Tra la valle dell'Arroscia e la val Pennavaira scorrono alcuni piccoli torrenti, tra i quali il Paraone e il Merce, che attraversano il territorio del comune sparso di Vendone. A oriente domina il paesaggio il rilievo di Castell'Ermo (1092 m.), che merita un'escursione per il grande panorama sulle valli circostanti, su Albenga e su buon tratto della costa.

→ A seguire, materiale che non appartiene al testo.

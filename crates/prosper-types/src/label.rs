//! Snapshot label generation.
//!
//! Labels have the form `PREFIX_YYYYmmdd_HHMMSS_ffffff` (local time,
//! microsecond precision). Fixed-width fields make lexical order equal to
//! chronological order. Two labels requested within the same microsecond,
//! or after the wall clock stepped backwards, are kept apart by advancing
//! one microsecond past the previous label.

use chrono::{NaiveDateTime, SubsecRound, TimeDelta};

use crate::error::TypeError;
use crate::ids::SnapshotLabel;

/// Timestamp layout appended to the prefix.
const LABEL_TIME_FORMAT: &str = "%Y%m%d_%H%M%S_%6f";

/// Produces strictly increasing snapshot labels.
#[derive(Debug, Clone)]
pub struct LabelGenerator {
    prefix: String,
    last: Option<NaiveDateTime>,
}

impl LabelGenerator {
    /// Create a generator for labels starting with `prefix`.
    ///
    /// # Errors
    ///
    /// Returns [`TypeError::InvalidName`] if the prefix cannot start a
    /// column name.
    pub fn new(prefix: &str) -> Result<Self, TypeError> {
        let prefix = prefix.trim();
        SnapshotLabel::parse(&format!("{prefix}_20000101_000000_000000"))?;
        Ok(Self {
            prefix: prefix.to_owned(),
            last: None,
        })
    }

    /// The prefix every label starts with.
    pub fn prefix(&self) -> &str {
        &self.prefix
    }

    /// Produce a label for the current local time.
    ///
    /// # Errors
    ///
    /// See [`LabelGenerator::label_at`].
    pub fn next_label(&mut self) -> Result<SnapshotLabel, TypeError> {
        self.label_at(chrono::Local::now().naive_local())
    }

    /// Produce a label for `now`, bumping past the previous label if needed.
    ///
    /// # Errors
    ///
    /// Returns [`TypeError::LabelClockExhausted`] if the instant cannot be
    /// advanced (end of the representable calendar).
    pub fn label_at(&mut self, now: NaiveDateTime) -> Result<SnapshotLabel, TypeError> {
        let now = now.trunc_subsecs(6);
        let instant = match self.last {
            Some(prev) if now <= prev => prev
                .checked_add_signed(TimeDelta::microseconds(1))
                .ok_or_else(|| TypeError::LabelClockExhausted(prev.to_string()))?,
            _ => now,
        };
        self.last = Some(instant);

        SnapshotLabel::parse(&format!(
            "{}_{}",
            self.prefix,
            instant.format(LABEL_TIME_FORMAT)
        ))
    }
}
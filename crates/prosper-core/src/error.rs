//! Error types for the model-history workflows.

use std::path::PathBuf;

use prosper_bridge::BridgeError;
use prosper_history::HistoryError;
use prosper_types::TypeError;

use crate::config::ConfigError;

/// Errors that abort a workflow.
#[derive(Debug, thiserror::Error)]
pub enum WorkflowError {
    /// The history store failed.
    #[error("history store error: {source}")]
    History {
        /// The underlying store error.
        #[from]
        source: HistoryError,
    },

    /// The automation host failed.
    #[error("automation error: {source}")]
    Bridge {
        /// The underlying bridge error.
        #[from]
        source: BridgeError,
    },

    /// A name or value failed validation.
    #[error(transparent)]
    Type(#[from] TypeError),

    /// The configuration is unusable.
    #[error(transparent)]
    Config(#[from] ConfigError),

    /// Scanning the models directory failed.
    #[error("cannot scan models in {}: {source}", dir.display())]
    ModelsDir {
        /// The directory being scanned.
        dir: PathBuf,
        /// The underlying I/O error.
        source: std::io::Error,
    },

    /// A report could not be serialized.
    #[error("failed to serialize report: {0}")]
    Serialize(#[from] serde_json::Error),
}

#[cfg(test)]
mod tests {
    use super::*;

    #[test]
    fn history_errors_convert() {
        let err: WorkflowError = HistoryError::TableNotFound {
            entity: "WELL01".to_owned(),
        }
        .into();
        assert!(err.to_string().contains("WELL01"));
    }

    #[test]
    fn models_dir_error_names_the_directory() {
        let err = WorkflowError::ModelsDir {
            dir: PathBuf::from("/field/models"),
            source: std::io::Error::from(std::io::ErrorKind::NotFound),
        };
        assert!(err.to_string().contains("/field/models"));
    }
}
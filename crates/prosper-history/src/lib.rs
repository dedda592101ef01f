//! Model history store for the Prosper model-history workspace.
//!
//! One `SQLite` file holds one table per tracked entity. Each table is keyed
//! by variable name and grows one text column per snapshot, so a row reads
//! as that variable's history and a column reads as one complete model
//! state.
//!
//! # Architecture
//!
//! ```text
//! capture --> write_snapshot ---> [ entity table: key | S1 | S2 | ... ]
//!                                      |                      |
//!                    read_snapshot <---+    read_series <-----+
//!                 (restore a model)          (report history)
//! ```
//!
//! Every operation opens its own connection and closes it before
//! returning; no handle to the file is held in between.
//!
//! # Modules
//!
//! - [`sqlite`] -- Store configuration and transient connections
//! - [`history_store`] -- Snapshot writes, snapshot and series reads, catalog
//! - [`error`] -- Shared error types

pub mod error;
pub mod history_store;
pub mod sqlite;

// Re-export primary types for convenience.
pub use error::HistoryError;
pub use history_store::{HistoryStore, SeriesPoint, SkippedPair, WriteReport};
pub use sqlite::{DEFAULT_KEY_COLUMN, StoreConfig};
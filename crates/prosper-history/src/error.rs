//! Error types for the history store.
//!
//! All errors are propagated via [`HistoryError`], which wraps the underlying
//! [`sqlx`] and I/O errors with context about which table, column or key
//! was involved. Per-pair serialization failures during a write are not
//! errors: they are collected in [`crate::WriteReport::skipped`].

use std::path::PathBuf;

use prosper_types::TypeError;

/// Errors that can occur in the history store.
#[derive(Debug, thiserror::Error)]
pub enum HistoryError {
    /// The backing file could not be opened, queried or committed.
    #[error("store I/O error: {0}")]
    Sqlite(#[from] sqlx::Error),

    /// A filesystem check on the store path failed.
    #[error("store filesystem error: {0}")]
    Io(#[from] std::io::Error),

    /// A read was requested from a store file that does not exist yet.
    #[error("history store {} does not exist", path.display())]
    StoreNotFound {
        /// Path of the missing store file.
        path: PathBuf,
    },

    /// The entity has no history table.
    #[error("no history table for entity {entity}")]
    TableNotFound {
        /// The entity that was looked up.
        entity: String,
    },

    /// The entity table has no column for the requested snapshot.
    #[error("entity {entity} has no snapshot {label}")]
    ColumnNotFound {
        /// The entity that was looked up.
        entity: String,
        /// The snapshot label that is missing.
        label: String,
    },

    /// The entity table has no row for the requested variable.
    #[error("entity {entity} has no variable {key}")]
    KeyNotFound {
        /// The entity that was looked up.
        entity: String,
        /// The normalised variable key.
        key: String,
    },

    /// An existing entity table does not carry the configured key column.
    #[error("table {entity} has no key column {key_column}")]
    KeyColumnMismatch {
        /// The entity whose table was inspected.
        entity: String,
        /// The configured key column name.
        key_column: String,
    },

    /// A snapshot label would shadow the key column.
    #[error("snapshot label {label} collides with the key column")]
    LabelCollidesWithKey {
        /// The rejected label.
        label: String,
    },

    /// A name differs only in letter case from an existing table or
    /// column, which `SQLite` would treat as the same identifier.
    #[error("{kind} {name} differs only in case from existing {existing}")]
    CaseConflict {
        /// Which kind of name clashed (`entity` or `snapshot label`).
        kind: &'static str,
        /// The requested name.
        name: String,
        /// The name already in the store.
        existing: String,
    },

    /// A stored cell could not be parsed as a number.
    #[error("cannot parse {entity}.{key} at {label}: {source}")]
    Parse {
        /// The entity that was read.
        entity: String,
        /// The variable key that was read.
        key: String,
        /// The snapshot whose cell failed to parse.
        label: String,
        /// The underlying conversion error.
        source: TypeError,
    },

    /// Invalid store configuration.
    #[error("configuration error: {0}")]
    Config(String),
}

impl HistoryError {
    /// Whether this error reports a missing table, column or key rather
    /// than an I/O or parse failure.
    pub const fn is_schema_error(&self) -> bool {
        matches!(
            self,
            Self::StoreNotFound { .. }
                | Self::TableNotFound { .. }
                | Self::ColumnNotFound { .. }
                | Self::KeyNotFound { .. }
                | Self::KeyColumnMismatch { .. }
                | Self::CaseConflict { .. }
        )
    }
}
//! `SQLite` store configuration and transient connections.
//!
//! The store never holds a connection between operations. Every call opens
//! a fresh connection, runs its statements inside one transaction, commits
//! and closes, so external readers (reporting tools, a second process) only
//! ever contend for the file lock for the duration of one operation.
//!
//! Uses [`sqlx`] with runtime query construction. Table and column names
//! cannot be bound as parameters, so they are validated by
//! [`prosper_types`] and always emitted through [`quote_ident`]; values are
//! always bound.

use std::path::{Path, PathBuf};
use std::time::Duration;

use sqlx::ConnectOptions;
use sqlx::sqlite::{SqliteConnectOptions, SqliteConnection, SqliteJournalMode};

use crate::error::HistoryError;

/// Default name of the column holding variable keys.
pub const DEFAULT_KEY_COLUMN: &str = "osString";

/// Default time to wait for a competing lock before failing.
const DEFAULT_BUSY_TIMEOUT_MS: u64 = 5000;

/// Configuration for the history store file.
#[derive(Debug, Clone)]
pub struct StoreConfig {
    /// Path of the `SQLite` file. Created on first write.
    pub path: PathBuf,
    /// Name of the unique key column in every entity table.
    pub key_column: String,
    /// How long a statement waits on a locked database before failing.
    pub busy_timeout: Duration,
}

impl StoreConfig {
    /// Create a configuration for the store at `path` with default settings.
    pub fn new(path: impl Into<PathBuf>) -> Self {
        Self {
            path: path.into(),
            key_column: DEFAULT_KEY_COLUMN.to_owned(),
            busy_timeout: Duration::from_millis(DEFAULT_BUSY_TIMEOUT_MS),
        }
    }

    /// Use a different key column name.
    ///
    /// # Errors
    ///
    /// Returns [`HistoryError::Config`] if the name is not a valid column
    /// name.
    pub fn with_key_column(mut self, key_column: &str) -> Result<Self, HistoryError> {
        let column = prosper_types::SnapshotLabel::parse(key_column)
            .map_err(|e| HistoryError::Config(format!("invalid key column: {e}")))?;
        self.key_column = column.as_str().to_owned();
        Ok(self)
    }

    /// Set the lock wait timeout.
    #[must_use]
    pub const fn with_busy_timeout(mut self, timeout: Duration) -> Self {
        self.busy_timeout = timeout;
        self
    }

    /// The store file path.
    pub fn path(&self) -> &Path {
        &self.path
    }
}

/// Whether the store may be created by this connection.
#[derive(Debug, Clone, Copy, PartialEq, Eq)]
pub(crate) enum OpenMode {
    /// Create the file if it does not exist (writes).
    CreateIfMissing,
    /// Fail if the file does not exist (reads).
    ExistingOnly,
}

/// Open a transient connection to the store.
///
/// Rollback journaling is used so the store stays a single file between
/// operations.
///
/// # Errors
///
/// Returns [`HistoryError::StoreNotFound`] when reading from a store that
/// does not exist, and [`HistoryError::Sqlite`] if the file cannot be
/// opened.
pub(crate) async fn open(
    config: &StoreConfig,
    mode: OpenMode,
) -> Result<SqliteConnection, HistoryError> {
    if mode == OpenMode::ExistingOnly && !tokio::fs::try_exists(&config.path).await? {
        return Err(HistoryError::StoreNotFound {
            path: config.path.clone(),
        });
    }

    let conn = SqliteConnectOptions::new()
        .filename(&config.path)
        .create_if_missing(mode == OpenMode::CreateIfMissing)
        .journal_mode(SqliteJournalMode::Delete)
        .busy_timeout(config.busy_timeout)
        .connect()
        .await?;

    tracing::trace!(path = %config.path.display(), ?mode, "Opened history store connection");
    Ok(conn)
}

/// Quote a table or column name for interpolation into SQL.
pub(crate) fn quote_ident(name: &str) -> String {
    format!("\"{}\"", name.replace('"', "\"\""))
}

Lèuso è la sede municipale, ma le frazioni di Castellaro e Curenna sono le più interessanti dal punto di vista storico e architettonico. La fortezza di Castellaro, di notevoli dimensioni, fu costruita dai Clavesana e poi ceduta ad Albenga. L'edificio è curiosamente a pianta triangolare perché sfrutta in parte la conformazione dello sperone roccioso sul quale è stato eretto, ed è dotato di un imponente torrione esagonale. Anche il castello di Curenna, "Castrum Cucalariae", sfrutta le asperità naturali delle rocce su cui è costruito, e così anche le caratteristiche case fortezza che si trovano all'ingresso del borgo medievale. Fu conteso a lungo tra i Clavesana e il comune di Albenga: oggi è in stato di abbandono.

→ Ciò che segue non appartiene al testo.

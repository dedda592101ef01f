//! In-process stand-in for the desktop automation server.
//!
//! Holds a variable table in memory, loads it from `NAME = VALUE` model
//! files on `PROSPER.OPENFILE(...)` and writes it back on
//! `PROSPER.SAVEFILE(...)`. It can be told to stay busy or to
//! fail particular variables. Clones share state, so a test can keep one
//! handle for inspection while a workflow drives another.

use std::collections::{BTreeMap, BTreeSet};
use std::path::{Path, PathBuf};
use std::sync::{Arc, Mutex, MutexGuard};

use prosper_types::{AppName, VariableId};

use crate::error::BridgeError;
use crate::session::{AutomationServer, Connector, command_app};

/// Host error code for an unknown variable.
const ERR_UNKNOWN_VARIABLE: i32 = 1;

/// Host error code for an injected failure.
const ERR_ACCESS_DENIED: i32 = 2;

/// Host error code for an unrecognised command.
const ERR_BAD_COMMAND: i32 = 10;

const OPEN_FILE: &str = "PROSPER.OPENFILE(";
const SAVE_FILE: &str = "PROSPER.SAVEFILE(";

#[derive(Debug, Default)]
struct HostState {
    values: BTreeMap<VariableId, String>,
    failing: BTreeSet<VariableId>,
    busy_polls: u32,
    pending: BTreeMap<AppName, u32>,
    last_errors: BTreeMap<AppName, (i32, String)>,
    loaded_model: Option<PathBuf>,
    commands: Vec<String>,
    refuse_connections: bool,
    connects: u32,
    disconnects: u32,
}

/// A simulated automation host. Implements [`Connector`].
#[derive(Debug, Clone, Default)]
pub struct SimulatedHost {
    state: Arc<Mutex<HostState>>,
}

impl SimulatedHost {
    /// An empty host with no variables.
    pub fn new() -> Self {
        Self::default()
    }

    /// A host pre-loaded with `values`.
    ///
    /// # Errors
    ///
    /// Returns [`BridgeError::Type`] if a name is not a valid identifier.
    pub fn with_values<I, K, V>(values: I) -> Result<Self, BridgeError>
    where
        I: IntoIterator<Item = (K, V)>,
        K: AsRef<str>,
        V: Into<String>,
    {
        let host = Self::new();
        {
            let mut state = host.lock()?;
            for (name, value) in values {
                state
                    .values
                    .insert(VariableId::parse(name.as_ref())?, value.into());
            }
        }
        Ok(host)
    }

    /// Report busy for `polls` polls after every asynchronous command.
    ///
    /// # Errors
    ///
    /// Returns [`BridgeError::Poisoned`] if the shared state is poisoned.
    pub fn with_busy_polls(self, polls: u32) -> Result<Self, BridgeError> {
        self.lock()?.busy_polls = polls;
        Ok(self)
    }

    /// Make every read and write of `variable` fail with a host error.
    ///
    /// # Errors
    ///
    /// Returns [`BridgeError::Poisoned`] if the shared state is poisoned.
    pub fn fail_access_to(&self, variable: &VariableId) -> Result<(), BridgeError> {
        self.lock()?.failing.insert(variable.clone());
        Ok(())
    }

    /// Refuse (or accept again) new connections.
    ///
    /// # Errors
    ///
    /// Returns [`BridgeError::Poisoned`] if the shared state is poisoned.
    pub fn refuse_connections(&self, refuse: bool) -> Result<(), BridgeError> {
        self.lock()?.refuse_connections = refuse;
        Ok(())
    }

    /// Current value of `variable`, if the host knows it.
    ///
    /// # Errors
    ///
    /// Returns [`BridgeError::Poisoned`] if the shared state is poisoned.
    pub fn value(&self, variable: &VariableId) -> Result<Option<String>, BridgeError> {
        Ok(self.lock()?.values.get(variable).cloned())
    }

    /// The model file most recently opened.
    ///
    /// # Errors
    ///
    /// Returns [`BridgeError::Poisoned`] if the shared state is poisoned.
    pub fn loaded_model(&self) -> Result<Option<PathBuf>, BridgeError> {
        Ok(self.lock()?.loaded_model.clone())
    }

    /// Every command received so far, in order.
    ///
    /// # Errors
    ///
    /// Returns [`BridgeError::Poisoned`] if the shared state is poisoned.
    pub fn commands(&self) -> Result<Vec<String>, BridgeError> {
        Ok(self.lock()?.commands.clone())
    }

    /// Connections currently open (connects minus disconnects).
    ///
    /// # Errors
    ///
    /// Returns [`BridgeError::Poisoned`] if the shared state is poisoned.
    pub fn open_sessions(&self) -> Result<u32, BridgeError> {
        let state = self.lock()?;
        Ok(state.connects.saturating_sub(state.disconnects))
    }

    /// Total connections ever opened.
    ///
    /// # Errors
    ///
    /// Returns [`BridgeError::Poisoned`] if the shared state is poisoned.
    pub fn total_connections(&self) -> Result<u32, BridgeError> {
        Ok(self.lock()?.connects)
    }

    fn lock(&self) -> Result<MutexGuard<'_, HostState>, BridgeError> {
        self.state.lock().map_err(|_poisoned| BridgeError::Poisoned)
    }
}

impl Connector for SimulatedHost {
    type Server = SimulatedServer;

    fn connect(&self) -> Result<SimulatedServer, BridgeError> {
        let mut state = self.lock()?;
        if state.refuse_connections {
            return Err(BridgeError::Connect(
                "simulated host refused the connection".to_owned(),
            ));
        }
        state.connects = state.connects.saturating_add(1);
        Ok(SimulatedServer {
            state: Arc::clone(&self.state),
        })
    }

    fn disconnect(&self, server: SimulatedServer) {
        match server.state.lock() {
            Ok(mut state) => state.disconnects = state.disconnects.saturating_add(1),
            Err(_poisoned) => tracing::warn!("Simulated host state poisoned on disconnect"),
        }
    }
}

/// One live connection to a [`SimulatedHost`].
#[derive(Debug)]
pub struct SimulatedServer {
    state: Arc<Mutex<HostState>>,
}

impl SimulatedServer {
    fn lock(&self) -> Result<MutexGuard<'_, HostState>, BridgeError> {
        self.state.lock().map_err(|_poisoned| BridgeError::Poisoned)
    }

    fn execute(&self, command: &str) -> Result<AppName, BridgeError> {
        let app = command_app(command).map_err(|err| BridgeError::Command {
            command: command.to_owned(),
            code: ERR_BAD_COMMAND,
            message: err.to_string(),
        })?;

        if let Some(path) = file_argument(command, OPEN_FILE) {
            let values = load_model(Path::new(path))?;
            let mut state = self.lock()?;
            state.values = values;
            state.loaded_model = Some(PathBuf::from(path));
        } else if let Some(path) = file_argument(command, SAVE_FILE) {
            let state = self.lock()?;
            save_model(Path::new(path), &state.values)?;
        }

        let mut state = self.lock()?;
        state.commands.push(command.trim().to_owned());
        state.last_errors.remove(&app);
        Ok(app)
    }

    fn check_access(
        state: &mut HostState,
        variable: &VariableId,
    ) -> Result<(), BridgeError> {
        let failure = if state.failing.contains(variable) {
            Some((ERR_ACCESS_DENIED, "access denied"))
        } else if !state.values.contains_key(variable) {
            Some((ERR_UNKNOWN_VARIABLE, "variable not found"))
        } else {
            None
        };

        match failure {
            Some((code, message)) => {
                state
                    .last_errors
                    .insert(variable.app(), (code, message.to_owned()));
                Err(BridgeError::Host {
                    app: variable.app(),
                    code,
                    target: variable.as_str().to_owned(),
                    message: message.to_owned(),
                })
            }
            None => {
                state.last_errors.remove(&variable.app());
                Ok(())
            }
        }
    }
}

impl AutomationServer for SimulatedServer {
    fn do_command(&mut self, command: &str) -> Result<(), BridgeError> {
        self.execute(command).map(|_app| ())
    }

    fn do_command_async(&mut self, command: &str) -> Result<(), BridgeError> {
        let app = self.execute(command)?;
        let mut state = self.lock()?;
        let polls = state.busy_polls;
        state.pending.insert(app, polls);
        Ok(())
    }

    fn is_busy(&mut self, app: AppName) -> Result<bool, BridgeError> {
        let mut state = self.lock()?;
        match state.pending.get_mut(&app) {
            Some(remaining) if *remaining > 0 => {
                *remaining = remaining.saturating_sub(1);
                Ok(true)
            }
            _ => Ok(false),
        }
    }

    fn get_value(&mut self, variable: &VariableId) -> Result<String, BridgeError> {
        let mut state = self.lock()?;
        Self::check_access(&mut state, variable)?;
        Ok(state.values.get(variable).cloned().unwrap_or_default())
    }

    fn set_value(&mut self, variable: &VariableId, value: &str) -> Result<(), BridgeError> {
        let mut state = self.lock()?;
        Self::check_access(&mut state, variable)?;
        state.values.insert(variable.clone(), value.to_owned());
        Ok(())
    }

    fn last_error(&mut self, app: AppName) -> Result<(), BridgeError> {
        let state = self.lock()?;
        match state.last_errors.get(&app) {
            Some((code, message)) => Err(BridgeError::Command {
                command: format!("{app} (last error)"),
                code: *code,
                message: message.clone(),
            }),
            None => Ok(()),
        }
    }
}

/// The path inside `<verb><path>)`, if `command` is that verb.
fn file_argument<'c>(command: &'c str, verb: &str) -> Option<&'c str> {
    let command = command.trim();
    let head = command.get(..verb.len())?;
    if !head.eq_ignore_ascii_case(verb) {
        return None;
    }
    command.get(verb.len()..)?.strip_suffix(')').map(str::trim)
}

/// Write `values` as a `NAME = VALUE` model file.
fn save_model(path: &Path, values: &BTreeMap<VariableId, String>) -> Result<(), BridgeError> {
    let mut text = String::new();
    for (variable, value) in values {
        text.push_str(variable.as_str());
        text.push_str(" = ");
        text.push_str(value);
        text.push('\n');
    }
    std::fs::write(path, text)?;
    Ok(())
}

/// Read a `NAME = VALUE` model file. `#` starts a comment line.
fn load_model(path: &Path) -> Result<BTreeMap<VariableId, String>, BridgeError> {
    let text = std::fs::read_to_string(path)?;
    parse_model(path, &text)
}

fn parse_model(path: &Path, text: &str) -> Result<BTreeMap<VariableId, String>, BridgeError> {
    let mut values = BTreeMap::new();
    for (index, line) in text.lines().enumerate() {
        let line_no = index.saturating_add(1);
        let line = line.trim();
        if line.is_empty() || line.starts_with('#') {
            continue;
        }
        let bad_line = |reason: String| BridgeError::ModelFile {
            path: path.to_path_buf(),
            line: line_no,
            reason,
        };
        let (name, value) = line
            .split_once('=')
            .ok_or_else(|| bad_line("expected NAME = VALUE".to_owned()))?;
        let variable = VariableId::parse(name).map_err(|err| bad_line(err.to_string()))?;
        values.insert(variable, value.trim().to_owned());
    }
    Ok(values)
}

Le altre piccole frazioni del comune sono le tappe ideali di un itinerario che unisce motivi di interesse storici, naturalistici ed enogastronomici: le fasce coltivate a vigneti sono comprese nella zona del Pigato e del Vermentino doc. Lungo il percorso per Castell'Ermo si incontra il santuario dedicato a San Calocero, che secondo la tradizione subì il martirio nei pressi di Albenga.